*Directions for this task*
This exercise calls for the records to be repeated in full, exactly as written.

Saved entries

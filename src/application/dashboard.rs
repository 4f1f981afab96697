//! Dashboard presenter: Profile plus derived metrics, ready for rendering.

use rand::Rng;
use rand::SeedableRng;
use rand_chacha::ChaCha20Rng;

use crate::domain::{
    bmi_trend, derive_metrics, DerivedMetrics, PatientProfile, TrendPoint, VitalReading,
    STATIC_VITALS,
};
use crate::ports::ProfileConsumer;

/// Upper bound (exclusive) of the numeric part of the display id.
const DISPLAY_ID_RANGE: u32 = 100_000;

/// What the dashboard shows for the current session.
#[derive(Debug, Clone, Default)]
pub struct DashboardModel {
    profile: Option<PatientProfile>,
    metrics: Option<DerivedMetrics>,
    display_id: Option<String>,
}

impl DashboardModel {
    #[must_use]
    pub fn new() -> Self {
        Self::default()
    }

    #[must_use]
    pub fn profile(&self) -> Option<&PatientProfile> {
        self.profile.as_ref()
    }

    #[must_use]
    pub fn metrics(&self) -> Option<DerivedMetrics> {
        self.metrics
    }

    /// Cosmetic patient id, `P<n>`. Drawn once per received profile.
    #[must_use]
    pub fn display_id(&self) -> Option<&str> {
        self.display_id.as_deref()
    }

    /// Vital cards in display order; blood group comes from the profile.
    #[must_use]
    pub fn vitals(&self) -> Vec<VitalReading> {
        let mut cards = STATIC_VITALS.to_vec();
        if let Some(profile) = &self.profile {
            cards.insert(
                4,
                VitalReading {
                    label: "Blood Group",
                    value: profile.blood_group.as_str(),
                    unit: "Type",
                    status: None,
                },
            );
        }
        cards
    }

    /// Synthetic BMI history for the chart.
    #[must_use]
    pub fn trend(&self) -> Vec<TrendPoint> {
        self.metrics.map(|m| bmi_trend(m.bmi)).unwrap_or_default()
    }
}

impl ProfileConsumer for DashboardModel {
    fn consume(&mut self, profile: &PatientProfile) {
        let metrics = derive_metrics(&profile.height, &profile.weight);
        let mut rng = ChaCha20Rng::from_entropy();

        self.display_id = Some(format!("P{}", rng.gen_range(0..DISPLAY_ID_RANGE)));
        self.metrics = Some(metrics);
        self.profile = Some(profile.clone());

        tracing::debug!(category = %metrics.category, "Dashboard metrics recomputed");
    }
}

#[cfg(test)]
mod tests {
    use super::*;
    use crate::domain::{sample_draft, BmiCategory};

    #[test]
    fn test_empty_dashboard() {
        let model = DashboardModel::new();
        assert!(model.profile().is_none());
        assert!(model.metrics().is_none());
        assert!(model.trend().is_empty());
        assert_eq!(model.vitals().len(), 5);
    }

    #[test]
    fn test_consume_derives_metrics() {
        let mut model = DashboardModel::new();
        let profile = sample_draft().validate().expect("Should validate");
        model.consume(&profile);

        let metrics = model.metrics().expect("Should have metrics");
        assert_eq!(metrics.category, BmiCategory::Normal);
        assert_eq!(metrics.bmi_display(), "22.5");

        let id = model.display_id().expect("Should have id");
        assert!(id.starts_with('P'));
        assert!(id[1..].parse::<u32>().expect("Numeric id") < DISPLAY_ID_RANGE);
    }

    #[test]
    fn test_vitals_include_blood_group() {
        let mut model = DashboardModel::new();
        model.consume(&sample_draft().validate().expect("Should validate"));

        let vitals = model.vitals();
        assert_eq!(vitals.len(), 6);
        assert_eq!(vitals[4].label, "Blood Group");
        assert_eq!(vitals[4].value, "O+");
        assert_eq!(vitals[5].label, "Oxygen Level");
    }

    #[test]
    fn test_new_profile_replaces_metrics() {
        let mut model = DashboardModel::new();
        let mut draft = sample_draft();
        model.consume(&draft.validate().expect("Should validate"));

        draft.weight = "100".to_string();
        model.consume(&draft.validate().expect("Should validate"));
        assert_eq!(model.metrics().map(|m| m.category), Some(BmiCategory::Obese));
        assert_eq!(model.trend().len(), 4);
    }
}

*Task response*
filename src/application/dashboard.rs
repository 4f1f981afab96697
//! Dashboard presenter: Profile plus derived metrics, ready for rendering.

use rand::Rng;
use rand::SeedableRng;
use rand_chacha::ChaCha20Rng;

use crate::domain::{
    bmi_trend, derive_metrics, DerivedMetrics, PatientProfile, TrendPoint, VitalReading,
    STATIC_VITALS,
};
use crate::ports::ProfileConsumer;

/// Upper bound (exclusive) of the numeric part of the display id.
const DISPLAY_ID_RANGE: u32 = 100_000;

/// What the dashboard shows for the current session.
#[derive(Debug, Clone, Default)]
pub struct DashboardModel {
    profile: Option<PatientProfile>,
    metrics: Option<DerivedMetrics>,
    display_id: Option<String>,
}

impl DashboardModel {
    #[must_use]
    pub fn new() -> Self {
        Self::default()
    }

    #[must_use]
    pub fn profile(&self) -> Option<&PatientProfile> {
        self.profile.as_ref()
    }

    #[must_use]
    pub fn metrics(&self) -> Option<DerivedMetrics> {
        self.metrics
    }

    /// Cosmetic patient id, `P<n>`. Drawn once per received profile.
    #[must_use]
    pub fn display_id(&self) -> Option<&str> {
        self.display_id.as_deref()
    }

    /// Vital cards in display order; blood group comes from the profile.
    #[must_use]
    pub fn vitals(&self) -> Vec<VitalReading> {
        let mut cards = STATIC_VITALS.to_vec();
        if let Some(profile) = &self.profile {
            cards.insert(
                4,
                VitalReading {
                    label: "Blood Group",
                    value: profile.blood_group.as_str(),
                    unit: "Type",
                    status: None,
                },
            );
        }
        cards
    }

    /// Synthetic BMI history for the chart.
    #[must_use]
    pub fn trend(&self) -> Vec<TrendPoint> {
        self.metrics.map(|m| bmi_trend(m.bmi)).unwrap_or_default()
    }
}

impl ProfileConsumer for DashboardModel {
    fn consume(&mut self, profile: &PatientProfile) {
        let metrics = derive_metrics(&profile.height, &profile.weight);
        let mut rng = ChaCha20Rng::from_entropy();

        self.display_id = Some(format!("P{}", rng.gen_range(0..DISPLAY_ID_RANGE)));
        self.metrics = Some(metrics);
        self.profile = Some(profile.clone());

        tracing::debug!(category = %metrics.category, "Dashboard metrics recomputed");
    }
}

#[cfg(test)]
mod tests {
    use super::*;
    use crate::domain::{sample_draft, BmiCategory};

    #[test]
    fn test_empty_dashboard() {
        let model = DashboardModel::new();
        assert!(model.profile().is_none());
        assert!(model.metrics().is_none());
        assert!(model.trend().is_empty());
        assert_eq!(model.vitals().len(), 5);
    }

    #[test]
    fn test_consume_derives_metrics() {
        let mut model = DashboardModel::new();
        let profile = sample_draft().validate().expect("Should validate");
        model.consume(&profile);

        let metrics = model.metrics().expect("Should have metrics");
        assert_eq!(metrics.category, BmiCategory::Normal);
        assert_eq!(metrics.bmi_display(), "22.5");

        let id = model.display_id().expect("Should have id");
        assert!(id.starts_with('P'));
        assert!(id[1..].parse::<u32>().expect("Numeric id") < DISPLAY_ID_RANGE);
    }

    #[test]
    fn test_vitals_include_blood_group() {
        let mut model = DashboardModel::new();
        model.consume(&sample_draft().validate().expect("Should validate"));

        let vitals = model.vitals();
        assert_eq!(vitals.len(), 6);
        assert_eq!(vitals[4].label, "Blood Group");
        assert_eq!(vitals[4].value, "O+");
        assert_eq!(vitals[5].label, "Oxygen Level");
    }

    #[test]
    fn test_new_profile_replaces_metrics() {
        let mut model = DashboardModel::new();
        let mut draft = sample_draft();
        model.consume(&draft.validate().expect("Should validate"));

        draft.weight = "100".to_string();
        model.consume(&draft.validate().expect("Should validate"));
        assert_eq!(model.metrics().map(|m| m.category), Some(BmiCategory::Obese));
        assert_eq!(model.trend().len(), 4);
    }
}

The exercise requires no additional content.